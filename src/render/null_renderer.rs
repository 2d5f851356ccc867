use crate::error::ChartResult;
use crate::render::{RenderFrame, Renderer};

/// No-op renderer used by tests and headless usage.
///
/// It still validates frame content so tests catch invalid geometry
/// without a drawing backend, and it keeps only the counts of the most
/// recent frame.
#[derive(Debug, Default)]
pub struct NullRenderer {
    pub last_line_count: usize,
    pub last_rect_count: usize,
    pub last_circle_count: usize,
    pub last_text_count: usize,
    pub render_calls: usize,
}

impl Renderer for NullRenderer {
    fn render(&mut self, frame: &RenderFrame) -> ChartResult<()> {
        frame.validate()?;
        self.last_line_count = frame.lines.len();
        self.last_rect_count = frame.rects.len();
        self.last_circle_count = frame.circles.len();
        self.last_text_count = frame.texts.len();
        self.render_calls += 1;
        Ok(())
    }
}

**Problem to work on:** Look over the material above and show each line where "ChartResult" appears.

**Solution to this exercise:**
use crate::error::ChartResult;
    fn render(&mut self, frame: &RenderFrame) -> ChartResult<()> {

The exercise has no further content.